▶ _Supplied material_
□ □ □
//! Closed-form integral of the bonding-curve price function
//!
//! The integrand is `1 / (x + c)^e`, where `x` is SOL raised so far, `c` the
//! curve constant (horizontal shift) and `e` the curve exponent. Token
//! issuance is proportional to the area under this curve, so everything in
//! the engine reduces to evaluating `area(x1, x2)`.

use crate::error::{CurveError, Result};
use crate::math;
use rust_decimal::Decimal;
use rust_decimal_macros::dec;
use serde::{Deserialize, Serialize};

/// Smallest whole-curve area still carrying ten significant digits at
/// 28 decimal places
pub const MIN_RESOLVABLE_AREA: Decimal = dec!(0.000000000000000001);

/// Shape parameters of the price curve
#[derive(Debug, Clone, Copy, PartialEq, Eq, Serialize, Deserialize)]
pub struct CurveShape {
    pub curve_constant: Decimal,
    pub curve_exponent: Decimal,
}

impl CurveShape {
    /// Validated constructor: `c > 0`, `e >= 0`
    pub fn new(curve_constant: Decimal, curve_exponent: Decimal) -> Result<Self> {
        let shape = Self {
            curve_constant,
            curve_exponent,
        };
        shape.validate()?;
        Ok(shape)
    }

    pub fn validate(&self) -> Result<()> {
        if self.curve_constant <= Decimal::ZERO {
            return Err(CurveError::invalid(format!(
                "curve constant must be positive, got {}",
                self.curve_constant
            )));
        }
        if self.curve_exponent.is_sign_negative() && !self.curve_exponent.is_zero() {
            return Err(CurveError::invalid(format!(
                "curve exponent must be non-negative, got {}",
                self.curve_exponent
            )));
        }
        Ok(())
    }

    fn is_logarithmic(&self) -> bool {
        self.curve_exponent == Decimal::ONE
    }

    /// Price-function value `1 / (x + c)^e`
    pub fn integrand(&self, x: Decimal) -> Result<Decimal> {
        let shifted = self.shifted(x)?;
        let denominator = math::powd(shifted, self.curve_exponent)?;
        Decimal::ONE
            .checked_div(denominator)
            .ok_or_else(|| CurveError::overflow(format!("integrand at x={}", x)))
    }

    /// Area under the curve between `x1` and `x2`
    ///
    /// # Errors
    /// `InvalidInput` when `x1 > x2` or `x1 + c <= 0`.
    pub fn area(&self, x1: Decimal, x2: Decimal) -> Result<Decimal> {
        if x1 > x2 {
            return Err(CurveError::invalid(format!(
                "integration bounds reversed: x1={} > x2={}",
                x1, x2
            )));
        }
        if x1 == x2 {
            return Ok(Decimal::ZERO);
        }

        let lower = self.shifted(x1)?;
        let upper = self.shifted(x2)?;

        if self.is_logarithmic() {
            // ln(x2 + c) - ln(x1 + c)
            return Ok(math::ln(upper)? - math::ln(lower)?);
        }

        // ((x2 + c)^(1-e) - (x1 + c)^(1-e)) / (1 - e)
        let one_minus_exp = Decimal::ONE - self.curve_exponent;
        let end = math::powd(upper, one_minus_exp)?;
        let start = math::powd(lower, one_minus_exp)?;
        (end / one_minus_exp)
            .checked_sub(start / one_minus_exp)
            .ok_or_else(|| CurveError::overflow(format!("area({}, {})", x1, x2)))
    }

    /// Area over the whole raise, `area(0, target_sol)`
    ///
    /// # Errors
    /// `ArithmeticOverflow` when `c^e` is so large that the area falls below
    /// [`MIN_RESOLVABLE_AREA`] and every quote on the curve would be noise.
    pub fn total_area(&self, target_sol: Decimal) -> Result<Decimal> {
        let area = self.area(Decimal::ZERO, target_sol)?;
        if area < MIN_RESOLVABLE_AREA {
            return Err(CurveError::overflow(format!(
                "curve area {} over [0, {}] is below decimal resolution (c={}, e={})",
                area, target_sol, self.curve_constant, self.curve_exponent
            )));
        }
        Ok(area)
    }

    fn shifted(&self, x: Decimal) -> Result<Decimal> {
        let shifted = x
            .checked_add(self.curve_constant)
            .ok_or_else(|| CurveError::overflow(format!("{} + {}", x, self.curve_constant)))?;
        if shifted <= Decimal::ZERO {
            return Err(CurveError::invalid(format!(
                "x={} lies left of the curve origin (x + c = {})",
                x, shifted
            )));
        }
        Ok(shifted)
    }
}

/// Area under `1/(x+c)^e` from `x1` to `x2`
pub fn calculate_area(
    x1: Decimal,
    x2: Decimal,
    curve_constant: Decimal,
    curve_exponent: Decimal,
) -> Result<Decimal> {
    CurveShape::new(curve_constant, curve_exponent)?.area(x1, x2)
}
□ □ □
▶ _Task statement_
From the line containing "CurveShape::new(curve_constant, curve_exponent)?.area(x1, x2)" down to the last line of the material, each line is to be retyped exactly; no other lines belong in the answer.

▶ _Written response_
    CurveShape::new(curve_constant, curve_exponent)?.area(x1, x2)
}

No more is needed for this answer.